Virtual Oncology Market Opportunities:

• Increasing investments by key market players: Emerging countries across Asia Pacific, Latin America and Middle East & Africa offer lucrative opportunities for virtual oncology solutions due to improving healthcare infrastructure, rising incidence of cancer and increasing health IT adoption. Increasing investments by key market players in AI platform cancer research. For instance, in November 2021, Sanofi, a pharmaceutical company, announced that they had invested $180 million equity investment into Owkin, a medical AI company, to support drug discovery and development initiatives through AI platform in four types of cancer
• Integration with hospital EMR systems and diagnostics equipment: There are abundant opportunities for virtual oncology solution providers to integrate their platforms with existing hospital EMR systems and diagnostic imaging equipment through APIs and interfaces. This will lead to easy, standardized data transfer between the virtual platform and a hospital’s internal systems for seamless workflows. Philips has already integrated its IntelliSite digital pathology solution with major EMR systems. Partnerships with imaging equipment companies can also allow access to imaging metadata for improving AI algorithms. Integrated platforms will be preferred by hospitals and cancer centers.

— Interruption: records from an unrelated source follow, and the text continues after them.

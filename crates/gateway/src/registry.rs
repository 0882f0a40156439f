//! Registry of live authenticated connections.

use std::collections::HashMap;
use std::sync::atomic::{AtomicUsize, Ordering};
use std::sync::Arc;

use tokio::sync::RwLock;

use crate::connection::ClientConnection;

/// Tracks every live authenticated connection by its connection ID.
///
/// A user logged in from two clients holds two entries. Cheaply cloneable;
/// clones share one table.
#[derive(Clone, Default)]
pub struct ConnectionRegistry {
    inner: Arc<RegistryInner>,
}

#[derive(Default)]
struct RegistryInner {
    connections: RwLock<HashMap<String, Arc<ClientConnection>>>,
    // Kept alongside the map so count queries never take the lock.
    active_count: AtomicUsize,
}

impl ConnectionRegistry {
    pub fn new() -> Self {
        Self::default()
    }

    /// Add a connection. Registering an ID that is already present replaces
    /// the entry without changing the count.
    pub async fn register(&self, connection: Arc<ClientConnection>) {
        let mut connections = self.inner.connections.write().await;
        if connections
            .insert(connection.id.clone(), connection)
            .is_none()
        {
            let _ = self.inner.active_count.fetch_add(1, Ordering::Relaxed);
        }
    }

    /// Remove a connection by ID. Unknown IDs are a no-op.
    pub async fn unregister(&self, connection_id: &str) {
        let mut connections = self.inner.connections.write().await;
        if connections.remove(connection_id).is_some() {
            let _ = self.inner.active_count.fetch_sub(1, Ordering::Relaxed);
        }
    }

    /// Snapshot the live connections, skipping `exclude_id` when given.
    pub async fn all_except(&self, exclude_id: Option<&str>) -> Vec<Arc<ClientConnection>> {
        let connections = self.inner.connections.read().await;
        connections
            .values()
            .filter(|connection| Some(connection.id.as_str()) != exclude_id)
            .cloned()
            .collect()
    }

    /// Number of live connections.
    pub fn count(&self) -> usize {
        self.inner.active_count.load(Ordering::Relaxed)
    }
}
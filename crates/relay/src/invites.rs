use std::collections::HashMap;
use std::sync::Arc;

use rand::Rng;
use tokio::sync::Mutex;

const CODE_LEN: usize = 8;
const CODE_ALPHABET: &[u8] = b"ABCDEFGHIJKLMNOPQRSTUVWXYZ0123456789";

/// Single-use invite codes gating signup.
///
/// Authenticated users mint codes; each code admits exactly one signup and
/// is burned the moment it is consumed. Cheaply cloneable; clones share one
/// ledger.
#[derive(Clone, Default)]
pub struct InviteLedger {
    codes: Arc<Mutex<HashMap<String, String>>>,
}

impl InviteLedger {
    pub fn new() -> Self {
        Self::default()
    }

    /// Issue a fresh code, recording who minted it. Regenerates on the
    /// unlikely collision with an outstanding code.
    pub async fn issue(&self, creator: &str) -> String {
        let mut codes = self.codes.lock().await;
        loop {
            let code = generate_code();
            if !codes.contains_key(&code) {
                codes.insert(code.clone(), creator.to_string());
                return code;
            }
        }
    }

    /// Consume a code. Exactly one caller per code observes `true`; the
    /// rest, like callers with unknown codes, observe `false`.
    pub async fn consume(&self, code: &str) -> bool {
        self.codes.lock().await.remove(code).is_some()
    }
}

fn generate_code() -> String {
    let mut rng = rand::thread_rng();
    (0..CODE_LEN)
        .map(|_| CODE_ALPHABET[rng.gen_range(0..CODE_ALPHABET.len())] as char)
        .collect()
}

#[cfg(test)]
mod tests {
    use super::*;
    use std::collections::HashSet;

    #[tokio::test]
    async fn issued_codes_are_well_formed() {
        let ledger = InviteLedger::new();
        for _ in 0..50 {
            let code = ledger.issue("alice").await;
            assert_eq!(code.len(), CODE_LEN);
            assert!(code.bytes().all(|b| CODE_ALPHABET.contains(&b)));
        }
    }

    #[tokio::test]
    async fn issued_codes_are_unique() {
        let ledger = InviteLedger::new();
        let mut seen = HashSet::new();
        for _ in 0..100 {
            assert!(seen.insert(ledger.issue("alice").await));
        }
    }

    #[tokio::test]
    async fn consume_succeeds_exactly_once() {
        let ledger = InviteLedger::new();
        let code = ledger.issue("alice").await;

        assert!(ledger.consume(&code).await);
        assert!(!ledger.consume(&code).await);
    }

    #[tokio::test]
    async fn unknown_code_is_rejected() {
        let ledger = InviteLedger::new();
        assert!(!ledger.consume("NOTACODE").await);
    }

    #[tokio::test]
    async fn concurrent_consume_admits_one_winner() {
        let ledger = InviteLedger::new();
        let code = ledger.issue("alice").await;

        let (first, second) = tokio::join!(ledger.consume(&code), ledger.consume(&code));
        assert!(
            first ^ second,
            "exactly one concurrent consume may win, got {first} and {second}"
        );
    }

    #[tokio::test]
    async fn clones_share_one_ledger() {
        let ledger = InviteLedger::new();
        let clone = ledger.clone();

        let code = clone.issue("alice").await;
        assert!(ledger.consume(&code).await);
        assert!(!clone.consume(&code).await);
    }
}
use std::collections::VecDeque;
use std::sync::Arc;

use tokio::sync::Mutex;

use crate::RelayMessage;

/// Bounded, shared chat history.
///
/// Keeps the most recent messages in arrival order and hands newcomers a
/// point-in-time copy. Cheaply cloneable; clones share one buffer.
#[derive(Clone)]
pub struct HistoryBuffer {
    messages: Arc<Mutex<VecDeque<RelayMessage>>>,
    capacity: usize,
}

impl HistoryBuffer {
    /// Create a buffer retaining at most `capacity` messages.
    pub fn new(capacity: usize) -> Self {
        Self {
            messages: Arc::new(Mutex::new(VecDeque::with_capacity(capacity))),
            capacity,
        }
    }

    /// Append a message, evicting the oldest entries once the buffer is full.
    pub async fn append(&self, message: RelayMessage) {
        if self.capacity == 0 {
            return;
        }

        let mut messages = self.messages.lock().await;
        while messages.len() >= self.capacity {
            messages.pop_front();
        }
        messages.push_back(message);
    }

    /// Copy the current contents, oldest first.
    pub async fn snapshot(&self) -> Vec<RelayMessage> {
        self.messages.lock().await.iter().cloned().collect()
    }
}
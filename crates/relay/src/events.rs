//! Wire protocol for the relay WebSocket.
//!
//! Every frame is a JSON object tagged by `type`. Clients send
//! authentication and chat frames; the relay answers each sender directly
//! with [`ServerEvent`] frames and fans [`RelayMessage`] frames out to live
//! sessions.

use chrono::Utc;
use serde::{Deserialize, Serialize};

/// Frames a client may send.
#[derive(Debug, Deserialize)]
#[serde(tag = "type", rename_all = "snake_case")]
pub enum ClientEvent {
    Signup {
        username: String,
        password: String,
        #[serde(default)]
        invite_code: Option<String>,
    },
    Login {
        username: String,
        password: String,
    },
    Message {
        content: String,
        #[serde(rename = "messageKey", default)]
        message_key: Option<String>,
    },
    GenerateInvite,
}

/// Frames the relay sends to one client.
#[derive(Debug, Serialize)]
#[serde(tag = "type", rename_all = "snake_case")]
pub enum ServerEvent {
    AuthSuccess { message: String },
    AuthError { message: String },
    History { messages: Vec<RelayMessage> },
    InviteCode { code: String, message: String },
}

/// Frames broadcast to live sessions and replayed from history.
///
/// Chat frames carry the sender's optional `messageKey` back to every
/// recipient verbatim; the field is omitted entirely when the sender did
/// not supply one, and history entries never carry it.
#[derive(Debug, Clone, Serialize)]
#[serde(tag = "type", rename_all = "snake_case")]
pub enum RelayMessage {
    #[serde(rename = "message")]
    Chat {
        username: String,
        content: String,
        timestamp: String,
        #[serde(rename = "messageKey", skip_serializing_if = "Option::is_none")]
        message_key: Option<String>,
    },
    System {
        content: String,
        timestamp: String,
    },
}

impl RelayMessage {
    /// A chat frame stamped with the current time. Carries no `messageKey`;
    /// outbound copies attach one with [`RelayMessage::with_message_key`].
    pub fn chat(username: impl Into<String>, content: impl Into<String>) -> Self {
        Self::Chat {
            username: username.into(),
            content: content.into(),
            timestamp: Utc::now().to_rfc3339(),
            message_key: None,
        }
    }

    /// A system notice stamped with the current time.
    pub fn system(content: impl Into<String>) -> Self {
        Self::System {
            content: content.into(),
            timestamp: Utc::now().to_rfc3339(),
        }
    }

    /// Attach the sender-supplied correlation key to an outbound copy.
    /// System notices are unaffected.
    pub fn with_message_key(mut self, key: Option<String>) -> Self {
        if let Self::Chat { message_key, .. } = &mut self {
            *message_key = key;
        }
        self
    }
}
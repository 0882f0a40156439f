use std::sync::Arc;

use crosstalk_accounts::MemoryAccountStore;
use crosstalk_config::AppConfig;
use crosstalk_gateway::RelayState;
use crosstalk_relay::{HistoryBuffer, InviteLedger};
use tracing::{debug, info};

pub mod telemetry {
    use anyhow::Result;
    use tracing::Level;
    use tracing_subscriber::{fmt::SubscriberBuilder, EnvFilter};

    pub fn init_tracing() -> Result<()> {
        let env_filter =
            EnvFilter::try_from_default_env().unwrap_or_else(|_| EnvFilter::new("info"));

        let subscriber = SubscriberBuilder::default()
            .with_max_level(Level::INFO)
            .with_env_filter(env_filter)
            .finish();

        tracing::subscriber::set_global_default(subscriber)
            .map_err(|error| anyhow::anyhow!("failed to set tracing subscriber: {error}"))
    }
}

/// Everything a running relay needs, wired together from the configuration.
#[derive(Clone)]
pub struct RelayServices {
    pub state: RelayState,
}

impl RelayServices {
    pub fn initialise(config: &AppConfig) -> Self {
        let accounts = Arc::new(MemoryAccountStore::new());
        let invites = InviteLedger::new();
        let history = HistoryBuffer::new(config.relay.history_capacity);
        let state = RelayState::new(accounts, invites, history);

        info!(
            history_capacity = config.relay.history_capacity,
            "relay state initialised"
        );
        if config.mail.is_configured() {
            info!("mail notifications configured");
        } else {
            debug!("mail notifications disabled, no SMTP credentials");
        }

        Self { state }
    }
}

pub async fn shutdown_signal() {
    if let Err(error) = tokio::signal::ctrl_c().await {
        tracing::warn!(?error, "failed to listen for shutdown signal");
    }
    info!("shutdown signal received");
}
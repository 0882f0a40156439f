//! Per-client connection state.

use std::sync::atomic::{AtomicU64, Ordering};
use std::sync::Arc;

use parking_lot::Mutex;
use tokio::sync::mpsc;

/// An authenticated WebSocket client.
///
/// Holds the bounded channel feeding the connection's write task. Sends are
/// non-blocking: a full or closed channel drops the frame and counts it, so
/// one stalled client never holds up a broadcast pass.
pub struct ClientConnection {
    /// Unique connection ID.
    pub id: String,
    /// Username bound at authentication.
    pub username: String,
    /// Send half of the write task's channel. Taken on close so the write
    /// task drains its queue and exits.
    tx: Mutex<Option<mpsc::Sender<Arc<String>>>>,
    /// Frames dropped because the channel was full or closed.
    dropped_frames: AtomicU64,
}

impl ClientConnection {
    pub fn new(id: String, username: String, tx: mpsc::Sender<Arc<String>>) -> Self {
        Self {
            id,
            username,
            tx: Mutex::new(Some(tx)),
            dropped_frames: AtomicU64::new(0),
        }
    }

    /// Queue a frame for delivery.
    ///
    /// Returns `false` when the frame was dropped because the channel is
    /// full or closed, and increments the drop counter.
    pub fn send(&self, frame: Arc<String>) -> bool {
        let queued = match self.tx.lock().as_ref() {
            Some(tx) => tx.try_send(frame).is_ok(),
            None => false,
        };
        if !queued {
            let _ = self.dropped_frames.fetch_add(1, Ordering::Relaxed);
        }
        queued
    }

    /// Frames dropped over the connection's lifetime.
    pub fn drop_count(&self) -> u64 {
        self.dropped_frames.load(Ordering::Relaxed)
    }

    /// Drop the send half. Queued frames still drain to the write task,
    /// after which it observes the closed channel and exits.
    pub fn close(&self) {
        let _ = self.tx.lock().take();
    }
}
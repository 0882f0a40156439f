//! Password hashing and verification utilities.

use argon2::{
    password_hash::{rand_core::OsRng, PasswordHash, PasswordHasher, PasswordVerifier, SaltString},
    Argon2,
};

use crate::AuthError;

/// Hash a password using Argon2 with a fresh random salt.
pub fn hash_password(password: &str) -> Result<String, AuthError> {
    let salt = SaltString::generate(&mut OsRng);
    let hash = Argon2::default()
        .hash_password(password.as_bytes(), &salt)?
        .to_string();
    Ok(hash)
}

/// Verify a password against its stored hash.
///
/// An unparseable hash verifies as `false` rather than erroring, keeping
/// every login failure on the same generic rejection path.
pub fn verify_password(password: &str, hash: &str) -> bool {
    let Ok(parsed) = PasswordHash::new(hash) else {
        return false;
    };
    Argon2::default()
        .verify_password(password.as_bytes(), &parsed)
        .is_ok()
}
//! # Crosstalk Gateway Crate
//!
//! HTTP and WebSocket surface of the relay. A single axum router exposes
//! the `/ws` endpoint every client speaks to, plus a `/health` probe.
//!
//! ## Architecture
//!
//! - **Session**: per-socket task driving authentication and the chat loop
//! - **Registry**: live connections, shared through [`RelayState`]
//! - **Fanout**: serialize-once broadcast with slow-client accounting
//! - **Auth**: signup and login checks in front of the account store

mod auth;
mod connection;
pub mod fanout;
mod registry;
mod session;
mod state;

pub use auth::AuthGate;
pub use connection::ClientConnection;
pub use registry::ConnectionRegistry;
pub use state::RelayState;

use axum::http::header::CONTENT_TYPE;
use axum::http::Method;
use axum::routing::get;
use axum::{Json, Router};
use chrono::Utc;
use serde::Serialize;
use tower_http::cors::{Any, CorsLayer};

/// Build the router serving the relay endpoints.
pub fn build_router(state: RelayState) -> Router {
    Router::new()
        .route("/health", get(health_check))
        .route("/ws", get(session::relay_websocket_handler))
        .with_state(state)
        .layer(cors_layer())
}

fn cors_layer() -> CorsLayer {
    CorsLayer::new()
        .allow_origin(Any)
        .allow_methods([Method::GET, Method::OPTIONS])
        .allow_headers([CONTENT_TYPE])
}

#[derive(Debug, Serialize)]
struct HealthResponse {
    status: &'static str,
    timestamp: String,
}

async fn health_check() -> Json<HealthResponse> {
    Json(HealthResponse {
        status: "ok",
        timestamp: Utc::now().to_rfc3339(),
    })
}
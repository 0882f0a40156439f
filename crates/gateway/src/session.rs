//! Per-connection session lifecycle.
//!
//! Each socket is handled by one task: an in-band authentication loop on
//! the raw socket, then a spawned write task draining the connection's
//! bounded queue while this task keeps reading. Nothing touches the
//! registry until authentication succeeds, so a connection abandoned
//! mid-auth leaves no trace and triggers no notices.

use std::sync::Arc;

use axum::extract::ws::{Message, WebSocket, WebSocketUpgrade};
use axum::extract::State;
use axum::response::Response;
use futures_util::stream::{SplitSink, SplitStream};
use futures_util::{SinkExt, StreamExt};
use tokio::sync::mpsc;
use tracing::{debug, info, warn};

use crosstalk_accounts::AuthError;
use crosstalk_relay::{ClientEvent, RelayMessage, ServerEvent};

use crate::connection::ClientConnection;
use crate::state::RelayState;

/// Depth of each connection's outbound queue. A client that falls further
/// behind than this starts losing frames (see [`crate::fanout`]).
const OUTBOUND_QUEUE_DEPTH: usize = 100;

pub(crate) async fn relay_websocket_handler(
    ws: WebSocketUpgrade,
    State(state): State<RelayState>,
) -> Response {
    ws.on_upgrade(move |socket| handle_socket(socket, state))
}

async fn handle_socket(socket: WebSocket, state: RelayState) {
    let (mut sink, mut stream) = socket.split();

    let Some(username) = authenticate(&mut sink, &mut stream, &state).await else {
        debug!("connection closed before authentication");
        return;
    };

    let connection_id = cuid2::create_id();
    let (tx, rx) = mpsc::channel::<Arc<String>>(OUTBOUND_QUEUE_DEPTH);
    let connection = Arc::new(ClientConnection::new(
        connection_id.clone(),
        username.clone(),
        tx,
    ));
    let writer = tokio::spawn(write_loop(sink, rx));

    state.registry.register(Arc::clone(&connection)).await;
    info!(
        connection_id = %connection_id,
        username = %username,
        live = state.registry.count(),
        "session authenticated"
    );

    // The newcomer gets the replay; everyone else hears about the arrival.
    let messages = state.history.snapshot().await;
    send_event(&connection, &ServerEvent::History { messages });
    state
        .broadcast(
            &RelayMessage::system(format!("{username} joined the chat")),
            Some(&connection_id),
        )
        .await;

    read_loop(&mut stream, &state, &connection).await;

    connection.close();
    state.registry.unregister(&connection_id).await;
    state
        .broadcast(
            &RelayMessage::system(format!("{username} left the chat")),
            Some(&connection_id),
        )
        .await;
    let _ = writer.await;
    info!(
        connection_id = %connection_id,
        username = %username,
        live = state.registry.count(),
        "session closed"
    );
}

/// Drive the authentication loop until a signup or login succeeds.
///
/// Every attempt is acknowledged with exactly one reply; a rejected attempt
/// leaves the connection open for another try. Returns `None` when the
/// client disconnects first.
async fn authenticate(
    sink: &mut SplitSink<WebSocket, Message>,
    stream: &mut SplitStream<WebSocket>,
    state: &RelayState,
) -> Option<String> {
    while let Some(frame) = stream.next().await {
        let message = match frame {
            Ok(message) => message,
            Err(err) => {
                debug!(error = %err, "websocket error during authentication");
                return None;
            }
        };

        let text = match message {
            Message::Text(text) => text,
            Message::Close(_) => return None,
            _ => continue,
        };

        let outcome = match serde_json::from_str::<ClientEvent>(&text) {
            Ok(ClientEvent::Signup {
                username,
                password,
                invite_code,
            }) => state
                .auth
                .signup(&username, &password, invite_code.as_deref())
                .await
                .map(|username| (username, "Account created successfully")),
            Ok(ClientEvent::Login { username, password }) => state
                .auth
                .login(&username, &password)
                .map(|username| (username, "Login successful")),
            Ok(_) => Err(AuthError::MalformedRequest),
            Err(err) => {
                debug!(error = %err, "unparseable frame during authentication");
                Err(AuthError::MalformedRequest)
            }
        };

        match outcome {
            Ok((username, message)) => {
                let accepted = ServerEvent::AuthSuccess {
                    message: message.to_string(),
                };
                if !reply(sink, &accepted).await {
                    return None;
                }
                return Some(username);
            }
            Err(err) => {
                warn!(error = %err, "authentication attempt rejected");
                let rejected = ServerEvent::AuthError {
                    message: err.to_string(),
                };
                if !reply(sink, &rejected).await {
                    return None;
                }
            }
        }
    }

    None
}

/// Read frames from an authenticated session until the socket ends.
async fn read_loop(
    stream: &mut SplitStream<WebSocket>,
    state: &RelayState,
    connection: &Arc<ClientConnection>,
) {
    while let Some(frame) = stream.next().await {
        match frame {
            Ok(Message::Text(text)) => match serde_json::from_str::<ClientEvent>(&text) {
                Ok(event) => handle_event(event, state, connection).await,
                Err(err) => {
                    warn!(
                        connection_id = %connection.id,
                        username = %connection.username,
                        error = %err,
                        "dropping unparseable frame"
                    );
                }
            },
            Ok(Message::Close(_)) => break,
            Ok(_) => {}
            Err(err) => {
                debug!(
                    connection_id = %connection.id,
                    error = %err,
                    "websocket error, ending session"
                );
                break;
            }
        }
    }
}

/// Dispatch one parsed frame from an authenticated session.
async fn handle_event(event: ClientEvent, state: &RelayState, connection: &Arc<ClientConnection>) {
    match event {
        ClientEvent::Message {
            content,
            message_key,
        } => {
            debug!(
                username = %connection.username,
                "relaying chat message"
            );
            // History keeps the plain message; only the live broadcast
            // carries the sender's correlation key.
            let stored = RelayMessage::chat(connection.username.clone(), content);
            state.history.append(stored.clone()).await;
            state
                .broadcast(&stored.with_message_key(message_key), None)
                .await;
        }
        ClientEvent::GenerateInvite => {
            let code = state.invites.issue(&connection.username).await;
            info!(username = %connection.username, "invite code issued");
            send_event(
                connection,
                &ServerEvent::InviteCode {
                    message: format!("Invite code generated: {code}"),
                    code,
                },
            );
        }
        ClientEvent::Signup { .. } | ClientEvent::Login { .. } => {
            warn!(
                connection_id = %connection.id,
                username = %connection.username,
                "dropping authentication frame on an authenticated session"
            );
        }
    }
}

/// Queue a server event on one connection.
fn send_event(connection: &ClientConnection, event: &ServerEvent) {
    match serde_json::to_string(event) {
        Ok(json) => {
            if !connection.send(Arc::new(json)) {
                warn!(
                    connection_id = %connection.id,
                    username = %connection.username,
                    "dropped direct frame for slow client"
                );
            }
        }
        Err(err) => warn!(error = %err, "failed to serialize outbound frame"),
    }
}

/// Send one frame on the raw sink. Returns `false` when the socket is gone.
async fn reply(sink: &mut SplitSink<WebSocket, Message>, event: &ServerEvent) -> bool {
    let Ok(json) = serde_json::to_string(event) else {
        return false;
    };
    sink.send(Message::Text(json)).await.is_ok()
}

/// Drain the outbound queue onto the socket until the channel closes or a
/// write fails.
async fn write_loop(mut sink: SplitSink<WebSocket, Message>, mut rx: mpsc::Receiver<Arc<String>>) {
    while let Some(frame) = rx.recv().await {
        if let Err(err) = sink.send(Message::Text((*frame).clone())).await {
            debug!(error = %err, "stopping writer after failed send");
            break;
        }
    }
}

• Adoption of telemedicine and virtual care models for cancer: The COVID-19 pandemic accelerated the adoption of telehealth and virtual care models for delivering patient services remotely. Teleoncology models for cancer care management are gaining traction as they ensure continuity of care. Virtual oncology solutions that allow remote consultations, follow-ups, counselling and monitoring of side effects have an opportunity to penetrate the market. Players can develop specialized teleoncology services on their platforms
• Applications of blockchain technology: Blockchain has emerging applications in oncology for managing medical records, enhancing data security, enabling data sharing with privacy for research, streamlining clinical trials, and drug supply chain. Virtual oncology firms can incorporate blockchain to improve data interoperability, transparency and security on their platforms. Some companies are already piloting blockchain-based oncology platforms. For instance, Shivom uses blockchain to offer secure genomic data sharing, which helps researchers gain insights and facilitate personalized treatment. Blockchain integration presents an innovative opportunity for virtual oncology vendors.